Der Tatbestand der Gefährdung des Straßenverkehrs gemäß § 315 c Abs. 1 Nr. 2 StGB erfordert nicht nur ein grob verkehrswidriges, sondern auch ein rücksichtsloses Verhalten des Fahrzeugführers.
Rücksichtslos handelt, wer sich seiner Pflichten im Straßenverkehr bewusst ist, sich aber gleichwohl aus eigensüchtigen Gründen über diese hinwegsetzt oder sich aus Gleichgültigkeit nicht auf seine Pflichten als Fahrerbesinnt, Hemmungen gegen seine Fahrweise in sich gar nicht aufkommen lässt und unbekümmert um die Folgen seines Verhaltens drauflosfährt (vgl. BGH, Urt. v. 25.02.1954, Az. 4 StR 796/53; OLG Celle, Beschl. v. 16.02.02.2021, Az. 3 Ss 6/21).
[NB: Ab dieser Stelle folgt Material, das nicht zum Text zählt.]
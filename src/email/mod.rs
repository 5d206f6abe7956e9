//! 邮件发送模块
//!
//! 基于 lettre 的 SMTP 发送，支持 mock 模式（开发环境只打日志不真正发信）。

pub mod smtp;
pub mod templates;

use crate::errors::CampusRateError;

pub type EmailResult<T> = std::result::Result<T, CampusRateError>;

impl From<lettre::error::Error> for CampusRateError {
    fn from(e: lettre::error::Error) -> Self {
        CampusRateError::mail_delivery(format!("Email build error: {e}"))
    }
}

impl From<lettre::transport::smtp::Error> for CampusRateError {
    fn from(e: lettre::transport::smtp::Error) -> Self {
        CampusRateError::mail_delivery(format!("Email send error: {e}"))
    }
}

impl From<lettre::address::AddressError> for CampusRateError {
    fn from(e: lettre::address::AddressError) -> Self {
        CampusRateError::mail_delivery(format!("Invalid email address: {e}"))
    }
}
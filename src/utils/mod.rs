pub mod content_filter;
pub mod extractor;
pub mod jwt;
pub mod parameter_error_handler;
pub mod password;
pub mod random_code;
pub mod sql;
pub mod validate;

pub use content_filter::{ContentPolicy, content_policy};
pub use extractor::{
    SafeCourseIdI64, SafeDepartmentIdI64, SafeIDI64, SafeProfessorIdI64, SafeReviewIdI64,
};
pub use parameter_error_handler::json_error_handler;
pub use parameter_error_handler::query_error_handler;
pub use sql::escape_like_pattern;
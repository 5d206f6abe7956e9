use serde::{Deserialize, Serialize};

/// 应用配置结构体
#[derive(Debug, Clone, Serialize, Deserialize)]
pub struct AppConfig {
    pub app: AppSettings,
    pub server: ServerConfig,
    pub jwt: JwtConfig,
    pub database: DatabaseConfig,
    pub cache: CacheConfig,
    pub cors: CorsConfig,
    pub argon2: Argon2Config,
    pub email: EmailConfig,
    pub moderation: ModerationConfig,
    pub verification: VerificationConfig,
}

/// 应用设置
#[derive(Debug, Clone, Serialize, Deserialize)]
pub struct AppSettings {
    pub system_name: String,
    pub environment: String,
    pub log_level: String,
}

/// 服务器配置
#[derive(Debug, Clone, Serialize, Deserialize)]
pub struct ServerConfig {
    pub host: String,
    pub port: u16,
    pub unix_socket_path: String,
    pub workers: usize,
    pub max_workers: usize,
    pub timeouts: TimeoutConfig,
    pub limits: LimitConfig,
}

/// 超时配置
#[derive(Debug, Clone, Serialize, Deserialize)]
pub struct TimeoutConfig {
    pub client_request: u64,
    pub client_disconnect: u64,
    pub keep_alive: u64,
}

/// 限制配置
#[derive(Debug, Clone, Serialize, Deserialize)]
pub struct LimitConfig {
    pub max_payload_size: usize,
}

/// JWT 配置
#[derive(Debug, Clone, Serialize, Deserialize)]
pub struct JwtConfig {
    #[serde(skip_serializing, default)] // 不序列化到JSON响应中
    pub secret: String,
    pub access_token_expiry: i64,
    pub refresh_token_expiry: i64,
    pub refresh_token_remember_me_expiry: i64,
}

/// 数据库配置
#[derive(Debug, Clone, Serialize, Deserialize)]
pub struct DatabaseConfig {
    pub url: String,    // 数据库连接 URL（从 scheme 自动推断类型）
    pub pool_size: u32, // 连接池大小
    pub timeout: u64,   // 连接超时 (秒)
}

/// 缓存配置
#[derive(Debug, Clone, Serialize, Deserialize)]
pub struct CacheConfig {
    #[serde(rename = "type")]
    pub cache_type: String,
    pub default_ttl: u64,
    pub redis: RedisConfig,
    pub memory: MemoryConfig,
}

/// Redis 配置
#[derive(Debug, Clone, Serialize, Deserialize)]
pub struct RedisConfig {
    pub url: String,
    pub key_prefix: String,
    pub pool_size: u64,
}

/// 内存缓存配置
#[derive(Debug, Clone, Serialize, Deserialize)]
pub struct MemoryConfig {
    pub max_capacity: u64,
}

/// CORS 配置
#[derive(Debug, Clone, Serialize, Deserialize)]
pub struct CorsConfig {
    pub allowed_origins: Vec<String>,
    pub allowed_methods: Vec<String>,
    pub allowed_headers: Vec<String>,
    pub max_age: usize,
}

/// Argon2 哈希参数
#[derive(Debug, Clone, Serialize, Deserialize)]
pub struct Argon2Config {
    pub memory_cost: u32,
    pub time_cost: u32,
    pub parallelism: u32,
}

/// 邮件发送配置
#[derive(Debug, Clone, Serialize, Deserialize)]
pub struct EmailConfig {
    pub smtp_host: String,
    pub smtp_port: u16,
    pub smtp_username: String,
    #[serde(skip_serializing, default)]
    pub smtp_password: String,
    pub from_email: String,
    pub from_name: String,
    pub use_tls: bool,
    pub mock: bool, // 开发环境下只打日志不真正发信
}

/// 内容审核配置
#[derive(Debug, Clone, Serialize, Deserialize)]
pub struct ModerationConfig {
    pub denylist: Vec<String>,
    pub match_mode: String, // "substring" 或 "word_boundary"
}

/// 验证码配置
#[derive(Debug, Clone, Serialize, Deserialize)]
pub struct VerificationConfig {
    pub code_length: usize,
    pub code_ttl_minutes: i64,
}
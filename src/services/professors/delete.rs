use actix_web::{HttpRequest, HttpResponse, Result as ActixResult};

use super::ProfessorService;
use crate::models::{ApiResponse, ErrorCode};

pub async fn delete_professor(
    service: &ProfessorService,
    professor_id: i64,
    request: &HttpRequest,
) -> ActixResult<HttpResponse> {
    let storage = service.get_storage(request);

    match storage.delete_professor(professor_id).await {
        Ok(true) => {
            Ok(HttpResponse::Ok().json(ApiResponse::success_empty("Professor deleted successfully")))
        }
        Ok(false) => Ok(HttpResponse::NotFound().json(ApiResponse::error_empty(
            ErrorCode::ProfessorNotFound,
            "Professor not found",
        ))),
        Err(e) => Ok(
            HttpResponse::InternalServerError().json(ApiResponse::error_empty(
                ErrorCode::InternalServerError,
                format!("Professor deletion failed: {e}"),
            )),
        ),
    }
}
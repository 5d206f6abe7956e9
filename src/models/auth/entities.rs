use serde::{Deserialize, Serialize};
use ts_rs::TS;

// 验证码用途
#[derive(Debug, Clone, Serialize, PartialEq, TS)]
#[serde(rename_all = "snake_case")]
#[ts(export, export_to = "../frontend/src/types/generated/auth.ts")]
pub enum CodePurpose {
    Signup,        // 注册验证
    PasswordReset, // 密码重置
}

impl std::fmt::Display for CodePurpose {
    fn fmt(&self, f: &mut std::fmt::Formatter<'_>) -> std::fmt::Result {
        match self {
            CodePurpose::Signup => write!(f, "signup"),
            CodePurpose::PasswordReset => write!(f, "password_reset"),
        }
    }
}

impl std::str::FromStr for CodePurpose {
    type Err = String;

    fn from_str(s: &str) -> Result<Self, Self::Err> {
        match s {
            "signup" => Ok(CodePurpose::Signup),
            "password_reset" => Ok(CodePurpose::PasswordReset),
            _ => Err(format!("Invalid code purpose: {s}")),
        }
    }
}

impl<'de> Deserialize<'de> for CodePurpose {
    fn deserialize<D>(deserializer: D) -> Result<Self, D::Error>
    where
        D: serde::Deserializer<'de>,
    {
        let s = String::deserialize(deserializer)?;
        s.parse().map_err(serde::de::Error::custom)
    }
}

// 待处理验证码（落库，进程重启后仍然有效）
#[derive(Debug, Clone, Serialize, Deserialize, TS)]
#[ts(export, export_to = "../frontend/src/types/generated/auth.ts")]
pub struct VerificationCode {
    pub id: i64,
    pub email: String,
    #[serde(skip_serializing, default)]
    #[ts(skip)]
    pub code: String,
    pub purpose: CodePurpose,
    // purpose = signup 时为待注册请求的 JSON 负载
    #[serde(skip_serializing, default)]
    #[ts(skip)]
    pub payload: Option<String>,
    pub expires_at: chrono::DateTime<chrono::Utc>,
    pub created_at: chrono::DateTime<chrono::Utc>,
}

impl VerificationCode {
    pub fn is_expired(&self) -> bool {
        self.expires_at < chrono::Utc::now()
    }
}
use async_trait::async_trait;
use moka::future::Cache;
use tracing::debug;

use crate::cache::{CacheResult, ObjectCache};
use crate::config::AppConfig;
use crate::declare_object_cache_plugin;

declare_object_cache_plugin!("moka", MokaCacheWrapper);

pub struct MokaCacheWrapper {
    inner: Cache<String, String>,
}

impl Default for MokaCacheWrapper {
    fn default() -> Self {
        Self::new().expect("MokaCacheWrapper 初始化失败，请检查配置")
    }
}

impl MokaCacheWrapper {
    pub fn new() -> Result<Self, String> {
        let config = AppConfig::get();
        let inner = Cache::builder()
            .max_capacity(config.cache.memory.max_capacity)
            .time_to_live(std::time::Duration::from_secs(config.cache.default_ttl))
            .build();

        debug!(
            "MokaCacheWrapper initialized with max capacity: {}",
            config.cache.memory.max_capacity
        );
        Ok(Self { inner })
    }
}

#[async_trait]
impl ObjectCache for MokaCacheWrapper {
    async fn get_raw(&self, key: &str) -> CacheResult<String> {
        if let Some(value) = self.inner.get(key).await {
            debug!("Successfully retrieved key: {}", key);
            CacheResult::Found(value)
        } else {
            debug!("Key not found in cache: {}", key);
            CacheResult::NotFound
        }
    }

    async fn insert_raw(&self, key: String, value: String, ttl: u64) {
        // Moka 在创建时设置了全局 TTL 策略，忽略逐条 ttl
        self.inner.insert(key, value).await;

        if ttl != 0 {
            tracing::debug!("Moka cache ignores per-item TTL, using global TTL configuration");
        }
    }

    async fn remove(&self, key: &str) {
        self.inner.invalidate(key).await;
    }

    async fn invalidate_all(&self) {
        self.inner.invalidate_all();
    }
}
//! 评价实体
//!
//! 业务模型里评价目标是一个带标签的联合体（课程评价 / 教授评价），
//! 数据库中以 review_type 判别列 + 可空引用列的形式持久化。

use sea_orm::entity::prelude::*;

#[derive(Clone, Debug, PartialEq, DeriveEntityModel)]
#[sea_orm(table_name = "reviews")]
pub struct Model {
    #[sea_orm(primary_key)]
    pub id: i64,
    pub review_type: String,
    pub course_id: Option<i64>,
    pub department_id: Option<i64>,
    pub professor_id: Option<i64>,
    pub title: String,
    pub rating: i32,
    pub content: String,
    pub author_id: i64,
    pub author_username: String,
    // 投票人用户名集合，JSON 数组字符串
    pub upvotes: String,
    pub downvotes: String,
    pub status: String,
    // 举报列表，JSON 数组字符串；report_count 与其长度同步更新
    pub reports: String,
    pub report_count: i32,
    pub created_at: i64,
    pub updated_at: i64,
}

#[derive(Copy, Clone, Debug, EnumIter, DeriveRelation)]
pub enum Relation {
    #[sea_orm(
        belongs_to = "super::users::Entity",
        from = "Column::AuthorId",
        to = "super::users::Column::Id"
    )]
    Author,
}

impl Related<super::users::Entity> for Entity {
    fn to() -> RelationDef {
        Relation::Author.def()
    }
}

impl ActiveModelBehavior for ActiveModel {}

impl Model {
    pub fn into_review(self) -> crate::models::reviews::entities::Review {
        use crate::models::reviews::entities::{Review, ReviewStatus, ReviewTarget};
        use chrono::{DateTime, Utc};

        // 判别列损坏时回退为课程评价并携带空引用，不在转换层报错
        let target = match self.review_type.as_str() {
            "professor" => ReviewTarget::Professor {
                professor_id: self.professor_id.unwrap_or_default(),
            },
            _ => ReviewTarget::Course {
                course_id: self.course_id.unwrap_or_default(),
                department_id: self.department_id.unwrap_or_default(),
            },
        };

        Review {
            id: self.id,
            target,
            title: self.title,
            rating: self.rating,
            content: self.content,
            author_id: self.author_id,
            author_username: self.author_username,
            upvotes: parse_string_list(&self.upvotes),
            downvotes: parse_string_list(&self.downvotes),
            status: self
                .status
                .parse::<ReviewStatus>()
                .unwrap_or(ReviewStatus::Pending),
            reports: serde_json::from_str(&self.reports).unwrap_or_default(),
            report_count: self.report_count,
            created_at: DateTime::<Utc>::from_timestamp(self.created_at, 0).unwrap_or_default(),
            updated_at: DateTime::<Utc>::from_timestamp(self.updated_at, 0).unwrap_or_default(),
        }
    }
}

fn parse_string_list(raw: &str) -> Vec<String> {
    serde_json::from_str(raw).unwrap_or_default()
}
use actix_web::{HttpRequest, HttpResponse, Result as ActixResult};

use super::query::{SearchPlan, parse_query};
use super::{
    SUGGEST_COURSE_LIMIT, SUGGEST_DEPARTMENT_LIMIT, SUGGEST_PROFESSOR_LIMIT, SearchService,
};
use crate::models::search::responses::{Suggestion, SuggestionEntityType, SuggestionsResponse};
use crate::models::{ApiResponse, ErrorCode, search::requests::SearchParams};

/// 输入联想：跨三类实体取一个有界、排序、去重的建议列表。
/// 与完整搜索不同，这里不做规则回退——增量输入时各类命中都展示。
pub async fn suggestions(
    service: &SearchService,
    params: SearchParams,
    request: &HttpRequest,
) -> ActixResult<HttpResponse> {
    let storage = service.get_storage(request);
    let mut suggestions: Vec<Suggestion> = Vec::new();

    let result: Result<(), crate::errors::CampusRateError> = async {
        let plan = parse_query(&params.q);

        match plan {
            SearchPlan::Empty => {}
            SearchPlan::CodeAndNumber { code, number } => {
                if let Some(department) = storage.get_department_by_code(&code).await? {
                    let courses = storage
                        .find_courses_by_number_prefix(
                            Some(department.id),
                            &number,
                            SUGGEST_COURSE_LIMIT,
                        )
                        .await?;
                    for course in courses {
                        suggestions.push(Suggestion {
                            id: course.id,
                            display_text: format!(
                                "{} {} - {}",
                                department.code, course.course_number, course.name
                            ),
                            subtext: department.name.clone(),
                            entity_type: SuggestionEntityType::Course,
                        });
                    }
                }
            }
            SearchPlan::Single { raw } => {
                // 院系：短码精确 + 名称子串
                let mut departments = Vec::new();
                if let Some(department) =
                    storage.get_department_by_code(&raw.to_uppercase()).await?
                {
                    departments.push(department);
                }
                for department in storage
                    .find_departments_by_name(&raw, SUGGEST_DEPARTMENT_LIMIT)
                    .await?
                {
                    if !departments.iter().any(|d| d.id == department.id) {
                        departments.push(department);
                    }
                }
                departments.truncate(SUGGEST_DEPARTMENT_LIMIT as usize);

                for department in &departments {
                    suggestions.push(Suggestion {
                        id: department.id,
                        display_text: format!("{} - {}", department.code, department.name),
                        subtext: department
                            .faculty
                            .clone()
                            .unwrap_or_else(|| "Department".to_string()),
                        entity_type: SuggestionEntityType::Department,
                    });
                }

                // 课程：纯数字走编号前缀，否则名称子串
                let courses = if raw.chars().all(|c| c.is_ascii_digit()) {
                    storage
                        .find_courses_by_number_prefix(None, &raw, SUGGEST_COURSE_LIMIT)
                        .await?
                } else {
                    storage
                        .find_courses_by_name(&raw, SUGGEST_COURSE_LIMIT)
                        .await?
                };
                for course in courses {
                    let subtext = match storage.get_department_by_id(course.department_id).await? {
                        Some(department) => department.code,
                        None => "Course".to_string(),
                    };
                    suggestions.push(Suggestion {
                        id: course.id,
                        display_text: format!("{} - {}", course.course_number, course.name),
                        subtext,
                        entity_type: SuggestionEntityType::Course,
                    });
                }

                // 教授：纯数字的查询没有联想意义
                if !raw.chars().all(|c| c.is_ascii_digit()) {
                    let professors = storage
                        .find_professors_by_name(&raw, SUGGEST_PROFESSOR_LIMIT)
                        .await?;
                    for professor in professors {
                        suggestions.push(Suggestion {
                            id: professor.id,
                            display_text: professor.name,
                            subtext: professor.title,
                            entity_type: SuggestionEntityType::Professor,
                        });
                    }
                }
            }
        }
        Ok(())
    }
    .await;

    match result {
        Ok(()) => Ok(HttpResponse::Ok().json(ApiResponse::success(
            SuggestionsResponse { suggestions },
            "查询成功",
        ))),
        Err(e) => Ok(
            HttpResponse::InternalServerError().json(ApiResponse::error_empty(
                ErrorCode::InternalServerError,
                format!("Suggestions failed: {e}"),
            )),
        ),
    }
}
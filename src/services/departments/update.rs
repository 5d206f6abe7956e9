use actix_web::{HttpRequest, HttpResponse, Result as ActixResult};
use tracing::error;

use super::DepartmentService;
use crate::models::{
    ApiResponse, ErrorCode,
    departments::{requests::UpdateDepartmentRequest, responses::DepartmentResponse},
};
use crate::utils::validate::validate_department_code;

pub async fn update_department(
    service: &DepartmentService,
    department_id: i64,
    update_data: UpdateDepartmentRequest,
    request: &HttpRequest,
) -> ActixResult<HttpResponse> {
    let storage = service.get_storage(request);

    // 短码变更时校验格式并查冲突
    if let Some(ref code) = update_data.code {
        let code = code.trim().to_uppercase();
        if let Err(msg) = validate_department_code(&code) {
            return Ok(
                HttpResponse::BadRequest().json(ApiResponse::error_empty(ErrorCode::BadRequest, msg))
            );
        }

        match storage.get_department_by_code(&code).await {
            Ok(Some(existing)) if existing.id != department_id => {
                return Ok(HttpResponse::Conflict().json(ApiResponse::error_empty(
                    ErrorCode::DepartmentAlreadyExists,
                    "Department code already exists",
                )));
            }
            Ok(_) => {}
            Err(e) => {
                return Ok(
                    HttpResponse::InternalServerError().json(ApiResponse::error_empty(
                        ErrorCode::InternalServerError,
                        format!("Failed to check department code: {e}"),
                    )),
                );
            }
        }
    }

    match storage.update_department(department_id, update_data).await {
        Ok(Some(department)) => Ok(HttpResponse::Ok().json(ApiResponse::success(
            DepartmentResponse { department },
            "院系更新成功",
        ))),
        Ok(None) => Ok(HttpResponse::NotFound().json(ApiResponse::error_empty(
            ErrorCode::DepartmentNotFound,
            "Department not found",
        ))),
        Err(e) => {
            let msg = format!("Department update failed: {e}");
            error!("{}", msg);
            if msg.contains("UNIQUE constraint failed") {
                Ok(HttpResponse::Conflict().json(ApiResponse::error_empty(
                    ErrorCode::DepartmentAlreadyExists,
                    "Department name or code already exists",
                )))
            } else {
                Ok(HttpResponse::InternalServerError()
                    .json(ApiResponse::error_empty(ErrorCode::InternalServerError, msg)))
            }
        }
    }
}
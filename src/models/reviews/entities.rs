use serde::{Deserialize, Serialize};
use ts_rs::TS;

// 评价状态机：pending 为初始态，approved/rejected 为审核终态。
// 终态之后作者仍可编辑/删除，任何人仍可举报；不提供回退到 pending 的转换。
#[derive(Debug, Clone, Copy, Serialize, PartialEq, TS)]
#[serde(rename_all = "snake_case")]
#[ts(export, export_to = "../frontend/src/types/generated/review.ts")]
pub enum ReviewStatus {
    Pending,
    Approved,
    Rejected,
}

impl<'de> Deserialize<'de> for ReviewStatus {
    fn deserialize<D>(deserializer: D) -> Result<Self, D::Error>
    where
        D: serde::Deserializer<'de>,
    {
        let s = String::deserialize(deserializer)?;
        s.parse().map_err(serde::de::Error::custom)
    }
}

impl std::fmt::Display for ReviewStatus {
    fn fmt(&self, f: &mut std::fmt::Formatter<'_>) -> std::fmt::Result {
        match self {
            ReviewStatus::Pending => write!(f, "pending"),
            ReviewStatus::Approved => write!(f, "approved"),
            ReviewStatus::Rejected => write!(f, "rejected"),
        }
    }
}

impl std::str::FromStr for ReviewStatus {
    type Err = String;

    fn from_str(s: &str) -> Result<Self, Self::Err> {
        match s {
            "pending" => Ok(ReviewStatus::Pending),
            "approved" => Ok(ReviewStatus::Approved),
            "rejected" => Ok(ReviewStatus::Rejected),
            _ => Err(format!("Invalid review status: {s}")),
        }
    }
}

// 评价目标：课程评价或教授评价的带标签联合体。
// 编辑时允许在两种目标间转换，转换会清空旧目标引用并重新生成标题。
#[derive(Debug, Clone, Copy, Serialize, Deserialize, PartialEq, TS)]
#[serde(tag = "type", rename_all = "snake_case")]
#[ts(export, export_to = "../frontend/src/types/generated/review.ts")]
pub enum ReviewTarget {
    Course { course_id: i64, department_id: i64 },
    Professor { professor_id: i64 },
}

impl ReviewTarget {
    pub const COURSE: &'static str = "course";
    pub const PROFESSOR: &'static str = "professor";

    pub fn type_name(&self) -> &'static str {
        match self {
            ReviewTarget::Course { .. } => Self::COURSE,
            ReviewTarget::Professor { .. } => Self::PROFESSOR,
        }
    }

    /// 教授评价时返回教授 ID
    pub fn professor_id(&self) -> Option<i64> {
        match self {
            ReviewTarget::Professor { professor_id } => Some(*professor_id),
            ReviewTarget::Course { .. } => None,
        }
    }

    /// 课程评价时返回 (课程 ID, 院系 ID)
    pub fn course_ref(&self) -> Option<(i64, i64)> {
        match self {
            ReviewTarget::Course {
                course_id,
                department_id,
            } => Some((*course_id, *department_id)),
            ReviewTarget::Professor { .. } => None,
        }
    }
}

// 举报条目，追加后不可变更，直到评价本身被删除
#[derive(Debug, Clone, Serialize, Deserialize, PartialEq, TS)]
#[ts(export, export_to = "../frontend/src/types/generated/review.ts")]
pub struct ReviewReport {
    pub reporter: String,
    pub reason: String,
    pub details: Option<String>,
}

// 评价实体
#[derive(Debug, Clone, Serialize, Deserialize, TS)]
#[ts(export, export_to = "../frontend/src/types/generated/review.ts")]
pub struct Review {
    pub id: i64,
    #[serde(flatten)]
    #[ts(flatten)]
    pub target: ReviewTarget,
    // 由被评对象生成的展示标题
    pub title: String,
    // 整数评分，1..=5
    pub rating: i32,
    pub content: String,
    // 作者以认证身份的稳定 ID 记录，用户名仅作展示用途反规范化保存
    pub author_id: i64,
    pub author_username: String,
    pub upvotes: Vec<String>,
    pub downvotes: Vec<String>,
    pub status: ReviewStatus,
    pub reports: Vec<ReviewReport>,
    pub report_count: i32,
    pub created_at: chrono::DateTime<chrono::Utc>,
    pub updated_at: chrono::DateTime<chrono::Utc>,
}

impl Review {
    /// 投票数从集合基数派生，不单独维护计数器
    pub fn upvote_count(&self) -> usize {
        self.upvotes.len()
    }

    pub fn downvote_count(&self) -> usize {
        self.downvotes.len()
    }

    /// 指定用户是否已举报过本评价
    pub fn has_report_from(&self, username: &str) -> bool {
        self.reports.iter().any(|r| r.reporter == username)
    }
}

#[cfg(test)]
mod tests {
    use super::*;

    #[test]
    fn test_target_type_names() {
        let course = ReviewTarget::Course {
            course_id: 1,
            department_id: 2,
        };
        let professor = ReviewTarget::Professor { professor_id: 3 };
        assert_eq!(course.type_name(), "course");
        assert_eq!(professor.type_name(), "professor");
        assert_eq!(course.professor_id(), None);
        assert_eq!(professor.professor_id(), Some(3));
        assert_eq!(course.course_ref(), Some((1, 2)));
        assert_eq!(professor.course_ref(), None);
    }

    #[test]
    fn test_target_serde_tagging() {
        let professor = ReviewTarget::Professor { professor_id: 7 };
        let json = serde_json::to_value(&professor).unwrap();
        assert_eq!(json["type"], "professor");
        assert_eq!(json["professor_id"], 7);

        let parsed: ReviewTarget =
            serde_json::from_str(r#"{"type":"course","course_id":4,"department_id":9}"#).unwrap();
        assert_eq!(
            parsed,
            ReviewTarget::Course {
                course_id: 4,
                department_id: 9
            }
        );
    }
}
Nach der Rechtsprechung handelt rücksichtslos im Sinne des § 315c Abs. 1 Nr. 2 StGB, wer sich zwar seiner Pflichten als Verkehrsteilnehmer bewusst ist, sich aus eigensüchtigen Gründen aber darüber hinwegsetzt, oder sich aus Gleichgültigkeit nicht auf seine Pflichten besinnt, Hemmungen gegen seine Fahrweise gar nicht erst aufkommen lässt und unbekümmert um die Folgen seiner Fahrweise darauf losfährt. Erforderlich ist, dass der Verkehrsverstoß objektiv und subjektiv aus der Menge der bußgeldbewehrten Verkehrszuwiderhandlungen herausragt (vgl. LG Aachen, Beschl. v. 11.02.2021, Az. 60 Qs 1/21).
Eine falsche Einschätzung der Verkehrssituation ist keine Rücksichtslosigkeit
Eine „Rücksichtslosigkeit“ im Sinne des § 315 c Abs. 1 Nr. 2 StGB liegt hingegen nicht vor, wenn das grobe Fehlverhalten eines Kraftfahrers (hier: Überholen trotz Gegenverkehr) „nur” auf eine falsche Einschätzung der Verkehrssituation zurückzuführen ist (z.B. OLG Stuttgart, Beschl. v. 08.08.2017, Az. 3 Rv 25 Ss 606/17; OLG Dresden, Beschl. v. 02.12.2002, Az. 3 Ss 529/02; OLG Düsseldorf, Beschl. v. 22.12.1999, Az. 2b Ss 87/99 – 46/99; OLG Hamm, Urt. v. 09.07.1969, Az. 4 Ss 561/69).
In einer derartigen Konstellation fehlt es an der erforderlichen, besonders verwerflichen Verkehrsgesinnung, so dass lediglich eine Unbekümmertheit im Hinblick auf die Folgen der Fahrweise, nicht aber eine Rücksichtslosigkeit im Sinne von § 315 c Abs. 1 Nr. 2 StGB festgestellt werden kann.